Three Moody Minutes of Changing Light

The Historic Miller House is located on the National Elk Refuge in Jackson Hole, WY. I pass by it regularly during the winter months as I drive to see the Bighorn Sheep at the base of Miller Butte. Over the years, I’ve photographed it many times. A couple of days ago, I stopped when I saw interesting light patterns beginning to develop behind the trees and structures. This page contains six of the 80 images, taken over a span of only three minutes.
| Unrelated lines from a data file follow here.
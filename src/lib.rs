//! `geofinder` - Administrative-region search with live map framing
//!
//! This library provides the search pipeline behind the geofinder prompt:
//! forward geocoding of administrative boundaries, stale-result suppression,
//! reverse geocoding and current weather for a selection, a recent-location
//! list and camera planning for the map view.

pub mod cache;
pub mod config;
pub mod console;
pub mod error;
pub mod geocoding;
pub mod http;
pub mod logging;
pub mod models;
pub mod session;
pub mod view_fit;
pub mod weather;

// Re-export core types for public API
pub use cache::{RecentEntry, RecentLocationCache};
pub use config::GeofinderConfig;
pub use console::{ConsoleSink, PromptCommand};
pub use error::{GeofinderError, LookupError};
pub use geocoding::{GeoSearchClient, NominatimClient, ReverseLookupClient};
pub use models::{AddressDetail, BoundaryCandidate, BoundaryGeometry, BoundingBox, WeatherSnapshot};
pub use session::{
    CommitTarget, PresentationEvent, QueryToken, SearchSession, SessionClients, SessionCommand,
    SessionHandle, SessionState,
};
pub use view_fit::{Projection, ViewFitPlan, Viewport, WebMercator};
pub use weather::{OpenWeatherMapClient, WeatherClient};

/// Library version
pub const VERSION: &str = env!("CARGO_PKG_VERSION");

/// Core result type used throughout the library
pub type Result<T> = std::result::Result<T, GeofinderError>;
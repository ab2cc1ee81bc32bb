//! Tracing subscriber setup for the binary

use crate::config::LoggingConfig;
use crate::GeofinderError;
use tracing_subscriber::EnvFilter;

/// Install the global subscriber. `RUST_LOG` overrides the configured level;
/// `verbose` raises the default to `debug`. Logs go to stderr so they do not
/// interleave with the panels printed on stdout.
pub fn init_tracing(config: &LoggingConfig, verbose: bool) -> Result<(), GeofinderError> {
    let level = if verbose { "debug" } else { config.level.as_str() };
    let filter = EnvFilter::try_from_default_env()
        .or_else(|_| EnvFilter::try_new(format!("geofinder={level},warn")))
        .map_err(|e| GeofinderError::config(format!("Invalid log filter: {e}")))?;

    let builder = tracing_subscriber::fmt()
        .with_env_filter(filter)
        .with_writer(std::io::stderr)
        .with_target(false);

    let result = match config.format.as_str() {
        "json" => builder.json().try_init(),
        _ => builder.try_init(),
    };

    result.map_err(|e| GeofinderError::config(format!("Failed to initialise logging: {e}")))
}
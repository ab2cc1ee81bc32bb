//! Configuration management for `geofinder`
//!
//! Handles loading configuration from files, environment variables,
//! and provides validation for all configuration settings.

use crate::GeofinderError;
use anyhow::{Context, Result};
use config::{Config, Environment, File};
use serde::{Deserialize, Serialize};
use std::path::PathBuf;

/// Root configuration structure for `geofinder`
#[derive(Debug, Clone, Serialize, Deserialize, Default)]
pub struct GeofinderConfig {
    /// Forward and reverse geocoding (Nominatim) settings
    #[serde(default)]
    pub geocoding: GeocodingConfig,
    /// Weather API settings
    #[serde(default)]
    pub weather: WeatherConfig,
    /// Logging configuration
    #[serde(default)]
    pub logging: LoggingConfig,
    /// Initial map view settings
    #[serde(default)]
    pub view: ViewConfig,
}

/// Geocoding API configuration settings
#[derive(Debug, Clone, Serialize, Deserialize)]
pub struct GeocodingConfig {
    /// Base URL of the Nominatim instance
    #[serde(default = "default_geocoding_base_url")]
    pub base_url: String,
    /// User agent sent with every request; Nominatim rejects anonymous clients
    #[serde(default = "default_user_agent")]
    pub user_agent: String,
    /// Maximum number of candidates requested per search
    #[serde(default = "default_result_limit")]
    pub result_limit: u32,
    /// Request timeout in seconds
    #[serde(default = "default_timeout")]
    pub timeout_seconds: u32,
}

/// Weather API configuration settings
#[derive(Debug, Clone, Serialize, Deserialize)]
pub struct WeatherConfig {
    /// OpenWeatherMap API key
    pub api_key: Option<String>,
    /// Base URL for weather API
    #[serde(default = "default_weather_base_url")]
    pub base_url: String,
    /// Request timeout in seconds
    #[serde(default = "default_timeout")]
    pub timeout_seconds: u32,
}

/// Logging configuration settings
#[derive(Debug, Clone, Serialize, Deserialize)]
pub struct LoggingConfig {
    /// Log level (error, warn, info, debug, trace)
    #[serde(default = "default_log_level")]
    pub level: String,
    /// Log format (pretty or json)
    #[serde(default = "default_log_format")]
    pub format: String,
}

/// Viewport assumed until the presentation layer reports its own
#[derive(Debug, Clone, Serialize, Deserialize)]
pub struct ViewConfig {
    /// Viewport height in pixels
    #[serde(default = "default_viewport_height")]
    pub viewport_height_px: f64,
    /// Zoom level of the initial world view
    #[serde(default = "default_initial_zoom")]
    pub initial_zoom: f64,
}

// Default value functions
fn default_geocoding_base_url() -> String {
    "https://nominatim.openstreetmap.org".to_string()
}

fn default_user_agent() -> String {
    format!("geofinder/{}", env!("CARGO_PKG_VERSION"))
}

fn default_result_limit() -> u32 {
    5
}

fn default_timeout() -> u32 {
    30
}

fn default_weather_base_url() -> String {
    "https://api.openweathermap.org/data/2.5".to_string()
}

fn default_log_level() -> String {
    "info".to_string()
}

fn default_log_format() -> String {
    "pretty".to_string()
}

fn default_viewport_height() -> f64 {
    800.0
}

fn default_initial_zoom() -> f64 {
    2.0
}

impl Default for GeocodingConfig {
    fn default() -> Self {
        Self {
            base_url: default_geocoding_base_url(),
            user_agent: default_user_agent(),
            result_limit: default_result_limit(),
            timeout_seconds: default_timeout(),
        }
    }
}

impl Default for WeatherConfig {
    fn default() -> Self {
        Self {
            api_key: None,
            base_url: default_weather_base_url(),
            timeout_seconds: default_timeout(),
        }
    }
}

impl Default for LoggingConfig {
    fn default() -> Self {
        Self {
            level: default_log_level(),
            format: default_log_format(),
        }
    }
}

impl Default for ViewConfig {
    fn default() -> Self {
        Self {
            viewport_height_px: default_viewport_height(),
            initial_zoom: default_initial_zoom(),
        }
    }
}

impl GeofinderConfig {
    /// Load configuration from file and environment variables
    pub fn load() -> Result<Self> {
        Self::load_from_path(None)
    }

    /// Load configuration from specified path
    pub fn load_from_path(config_path: Option<PathBuf>) -> Result<Self> {
        let mut builder = Config::builder();

        // Load from file if path is provided or use default location
        let config_file = config_path.unwrap_or_else(|| {
            Self::get_config_path().unwrap_or_else(|| PathBuf::from("config.toml"))
        });

        if config_file.exists() {
            builder = builder.add_source(
                File::from(config_file.clone())
                    .required(false)
                    .format(config::FileFormat::Toml),
            );
        }

        // Environment overrides, e.g. GEOFINDER_WEATHER__API_KEY
        builder = builder.add_source(
            Environment::with_prefix("GEOFINDER")
                .prefix_separator("_")
                .separator("__")
                .try_parsing(true),
        );

        let settings = builder
            .build()
            .with_context(|| "Failed to build configuration")?;

        let mut config: GeofinderConfig = settings
            .try_deserialize()
            .with_context(|| "Failed to deserialize configuration")?;

        config.apply_defaults();
        config.validate()?;

        Ok(config)
    }

    /// Get the default configuration file path
    #[must_use]
    pub fn get_config_path() -> Option<PathBuf> {
        dirs::config_dir().map(|dir| dir.join("geofinder").join("config.toml"))
    }

    /// Apply default values to missing configuration fields
    pub fn apply_defaults(&mut self) {
        if self.geocoding.base_url.is_empty() {
            self.geocoding.base_url = default_geocoding_base_url();
        }
        if self.geocoding.user_agent.is_empty() {
            self.geocoding.user_agent = default_user_agent();
        }
        if self.geocoding.result_limit == 0 {
            self.geocoding.result_limit = default_result_limit();
        }
        if self.geocoding.timeout_seconds == 0 {
            self.geocoding.timeout_seconds = default_timeout();
        }
        if self.weather.base_url.is_empty() {
            self.weather.base_url = default_weather_base_url();
        }
        if self.weather.timeout_seconds == 0 {
            self.weather.timeout_seconds = default_timeout();
        }
        if self.logging.level.is_empty() {
            self.logging.level = default_log_level();
        }
        if self.logging.format.is_empty() {
            self.logging.format = default_log_format();
        }
    }

    /// Validate all configuration settings
    pub fn validate(&self) -> Result<()> {
        self.validate_api_keys()?;
        self.validate_numeric_ranges()?;
        self.validate_string_values()?;
        Ok(())
    }

    /// Validate API keys and credentials
    pub fn validate_api_keys(&self) -> Result<()> {
        if let Some(api_key) = &self.weather.api_key {
            if api_key.is_empty() {
                return Err(GeofinderError::config(
                    "Weather API key cannot be empty if provided. Either remove it or provide a valid key.",
                )
                .into());
            }

            if api_key.len() < 8 {
                return Err(GeofinderError::config(
                    "Weather API key appears to be invalid (too short). Please check your API key.",
                )
                .into());
            }
        }

        Ok(())
    }

    /// Validate numeric configuration ranges
    fn validate_numeric_ranges(&self) -> Result<()> {
        if self.geocoding.timeout_seconds > 300 || self.weather.timeout_seconds > 300 {
            return Err(GeofinderError::config("Request timeout cannot exceed 300 seconds").into());
        }

        // Nominatim caps `limit` at 50
        if self.geocoding.result_limit > 50 {
            return Err(GeofinderError::config("Geocoding result limit cannot exceed 50").into());
        }

        if !(self.view.viewport_height_px > 0.0) {
            return Err(GeofinderError::config("Viewport height must be positive").into());
        }

        if !(0.0..=22.0).contains(&self.view.initial_zoom) {
            return Err(GeofinderError::config("Initial zoom must be between 0 and 22").into());
        }

        Ok(())
    }

    /// Validate string configuration values
    fn validate_string_values(&self) -> Result<()> {
        let valid_log_levels = ["error", "warn", "info", "debug", "trace"];
        if !valid_log_levels.contains(&self.logging.level.as_str()) {
            return Err(GeofinderError::config(format!(
                "Invalid log level '{}'. Must be one of: {}",
                self.logging.level,
                valid_log_levels.join(", ")
            ))
            .into());
        }

        let valid_log_formats = ["pretty", "json"];
        if !valid_log_formats.contains(&self.logging.format.as_str()) {
            return Err(GeofinderError::config(format!(
                "Invalid log format '{}'. Must be one of: {}",
                self.logging.format,
                valid_log_formats.join(", ")
            ))
            .into());
        }

        for (label, url) in [
            ("Geocoding", &self.geocoding.base_url),
            ("Weather", &self.weather.base_url),
        ] {
            if !url.starts_with("http://") && !url.starts_with("https://") {
                return Err(GeofinderError::config(format!(
                    "{label} API base URL must be a valid HTTP or HTTPS URL"
                ))
                .into());
            }
        }

        Ok(())
    }
}
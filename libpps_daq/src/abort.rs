use std::sync::atomic::{AtomicUsize, Ordering};
use std::sync::{Arc, OnceLock};

use super::constants::FORCE_EXIT_THRESHOLD;

static INTERRUPT_COUNTER: OnceLock<Arc<AtomicUsize>> = OnceLock::new();

/// Process-wide cancellation counter.
///
/// Each interrupt adds one request. The acquisition checks the count at loop boundaries:
/// the first request stops the boards, so the run ends through their acquisition-stop status.
#[derive(Debug, Clone, Default)]
pub struct AbortSignal {
    counter: Arc<AtomicUsize>,
}

impl AbortSignal {
    pub fn new() -> Self {
        Self::default()
    }

    /// Add a cancellation request and return the number of requests so far
    pub fn request(&self) -> usize {
        self.counter.fetch_add(1, Ordering::SeqCst) + 1
    }

    pub fn requests(&self) -> usize {
        self.counter.load(Ordering::SeqCst)
    }

    pub fn is_requested(&self) -> bool {
        self.requests() > 0
    }
}

extern "C" fn interrupt_handler(_signal: libc::c_int) {
    if let Some(counter) = INTERRUPT_COUNTER.get() {
        let previous = counter.fetch_add(1, Ordering::SeqCst);
        if previous >= FORCE_EXIT_THRESHOLD {
            let message = b"\nToo many interrupts, forcing exit without cleanup\n";
            // Only async-signal-safe calls from here
            unsafe {
                libc::write(
                    libc::STDERR_FILENO,
                    message.as_ptr() as *const libc::c_void,
                    message.len(),
                );
                libc::_exit(1);
            }
        }
    }
}

/// Route SIGINT to the process-wide abort signal.
///
/// Every call returns a handle on the same counter.
pub fn install_interrupt_handler() -> Result<AbortSignal, std::io::Error> {
    let counter = INTERRUPT_COUNTER
        .get_or_init(|| Arc::new(AtomicUsize::new(0)))
        .clone();
    let previous = unsafe {
        libc::signal(
            libc::SIGINT,
            interrupt_handler as *const () as libc::sighandler_t,
        )
    };
    if previous == libc::SIG_ERR {
        return Err(std::io::Error::last_os_error());
    }
    Ok(AbortSignal { counter })
}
Signs posted along the roadway state visitors cannot stop their vehicles in the road, but Refuge officials say it is okay as long as no other vehicles are approaching in either direction. I took a series of photos out the window of my parked truck using a telephoto zoom lens at a distance of about 400 yards. I always turn off my vehicle when photographing out the window.

Miller House

This is the first shot taken at 2:54 PM. I would have set up a tripod if conditions were workable. It would help with consistent framing and composition across all of the shots, but there was no way I could have known the light would change enough to get this kind of variety. Furthermore, the closest parking spot was a hundred yard behind me. This event would have been long over by the time I parked and came back. Other than the raven flying through the scene and the threatening distant sky, this is a fairly boring and basic image.

Miller House

2:55 PM: In less than a minute a cloud began to darken the foreground, structures and trees—leaving a thin band of light on the foreground grass.

Miller House

2:56 PM: Foreground darkened even more and structures began to silhouette against the sunlit butte.

Miller House

2:56 PM: Within seconds, the barn on the right lit as some of the distant hillside darkened.

Miller House

2:56 PM: Bingo! The structures lit up while foreground grass and distant hillside went into shadows.

Miller House

2:57 PM: And then the interesting light was gone!

Modified Image

Miller House

If I were to print one of these captures, I would probably take it a step farther. Adding a little contrast in Photoshop can help make the scene even more moody and artistic without going over the top.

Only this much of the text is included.